L'anziano ferito da una fucilata, qualcosa non torna: indagini apertissime

Vi sarebbero molti “dettagli” non chiari ed ecco perché i poliziotti stanno approfondendo e cercando di capire come effettivamente si siano svolti i fatti

L'ospedale di Licata

Il sessantanovenne di Palma di Montechiaro, raggiunto da una “rosa” di pallini e ferito alle gambe e al braccio sinistro, ieri, era ancora ricoverato all’ospedale “San Giacomo d’Altopasso”, al reparto di Chirurgia generale per la precisione. L’uomo stava meglio – non è mai stato, per sua fortuna, in pericolo di vita -, ma veniva tenuto sotto stretto controllo sanitario dai medici. Andava avanti, ieri, l’attività investigativa dei poliziotti del commissariato di Licata. Gli agenti, coordinati dal commissario capo Sonia Zicari, stanno cercando di fare chiarezza su cosa sia accaduto nel vigneto di Palma di Montechiaro dove il sessantanovenne, in compagnia di un’altra persona, sarebbe stato intento a raccogliere uva.

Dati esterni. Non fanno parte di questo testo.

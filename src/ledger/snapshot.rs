//! Snapshots of a [`MemoryLedger`].
//!
//! A snapshot captures every version of every key so a simulated ledger can
//! be persisted and restored with its full history intact. Two encodings are
//! offered: JSON for inspection, bincode for compact storage.

use super::{KeyModification, MemoryLedger};
use serde::{Deserialize, Serialize};
use std::collections::BTreeMap;
use thiserror::Error;

/// Version identifier for the snapshot format
pub const SNAPSHOT_VERSION: u32 = 1;

/// Errors that can occur while encoding or restoring snapshots
#[derive(Debug, Error)]
pub enum SnapshotError {
    #[error("Serialization failed: {0}")]
    SerializationFailed(String),

    #[error("Deserialization failed: {0}")]
    DeserializationFailed(String),

    #[error("Unsupported snapshot version {found}, supported: {supported}")]
    UnsupportedVersion { found: u32, supported: u32 },

    #[error("Snapshot validation failed: {0}")]
    ValidationFailed(String),
}

/// Full contents of a ledger, history included.
#[derive(Clone, Debug, PartialEq, Serialize, Deserialize)]
pub struct LedgerSnapshot {
    /// Snapshot format version
    pub version: u32,

    /// Versions per key, oldest first
    pub keys: BTreeMap<String, Vec<KeyModification>>,
}

impl LedgerSnapshot {
    pub fn to_json(&self) -> Result<String, SnapshotError> {
        serde_json::to_string(self).map_err(|e| SnapshotError::SerializationFailed(e.to_string()))
    }

    pub fn from_json(json: &str) -> Result<Self, SnapshotError> {
        let snapshot: Self = serde_json::from_str(json)
            .map_err(|e| SnapshotError::DeserializationFailed(e.to_string()))?;
        snapshot.validate()?;
        Ok(snapshot)
    }

    pub fn to_binary(&self) -> Result<Vec<u8>, SnapshotError> {
        bincode::serialize(self).map_err(|e| SnapshotError::SerializationFailed(e.to_string()))
    }

    pub fn from_binary(bytes: &[u8]) -> Result<Self, SnapshotError> {
        let snapshot: Self = bincode::deserialize(bytes)
            .map_err(|e| SnapshotError::DeserializationFailed(e.to_string()))?;
        snapshot.validate()?;
        Ok(snapshot)
    }

    fn validate(&self) -> Result<(), SnapshotError> {
        if self.version != SNAPSHOT_VERSION {
            return Err(SnapshotError::UnsupportedVersion {
                found: self.version,
                supported: SNAPSHOT_VERSION,
            });
        }
        if let Some((key, _)) = self.keys.iter().find(|(_, versions)| versions.is_empty()) {
            return Err(SnapshotError::ValidationFailed(format!(
                "key '{key}' has no versions"
            )));
        }
        if self.keys.contains_key("") {
            return Err(SnapshotError::ValidationFailed("empty key".to_string()));
        }
        Ok(())
    }
}

impl MemoryLedger {
    /// Capture every version of every key.
    pub fn snapshot(&self) -> LedgerSnapshot {
        LedgerSnapshot {
            version: SNAPSHOT_VERSION,
            keys: self.versions.clone(),
        }
    }

    /// Rebuild a ledger from a snapshot. Clock, order and faults start at
    /// their defaults.
    pub fn restore(snapshot: LedgerSnapshot) -> Result<Self, SnapshotError> {
        snapshot.validate()?;
        Ok(Self::from_versions(snapshot.keys))
    }
}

Incidente di caccia: 69enne in ospedale con ferite alle gambe e ad un braccio

I poliziotti hanno ascoltato il ferito, ma anche la persona – un parente del sessantanovenne - che lo ha soccorso e trasportato immediatamente al pronto soccorso dell’ospedale di Licata. E poi è stato sentito, sempre dai poliziotti del commissariato di Licata, anche il proprietario del vigneto. Il riserbo investigativo è categorico. L’ipotesi investigativa che, ieri, sembrava rimanere maggiormente accreditata era quella dell’incidente di caccia. Ma vi sarebbero molti “dettagli” non chiari ed ecco perché i poliziotti stanno approfondendo e cercando di capire come effettivamente si siano svolti i fatti. Passaggi indispensabili, naturalmente, per provare poi a rintracciare, identificandolo, chi ha esploso quella fucilata.

E’ certo, infatti, che il sessantanovenne è stato raggiunto da una fucilata e che i pallini, molti, lo abbiano ferito alle gambe e al braccio sinistro.

Non è escluso – ma ieri non risultavano esserci conferme da parte degli investigatori – che anche, nelle prossime ore, quando l’anziano verrà dimesso dall’ospedale “San Giacomo d’Altopasso”, possa tornare ad essere ascoltato per tentare di fare ulteriormente chiarezza sull’accaduto. Il pensionato, e di questo è perfettamente consapevole, ha rischiato veramente grosso.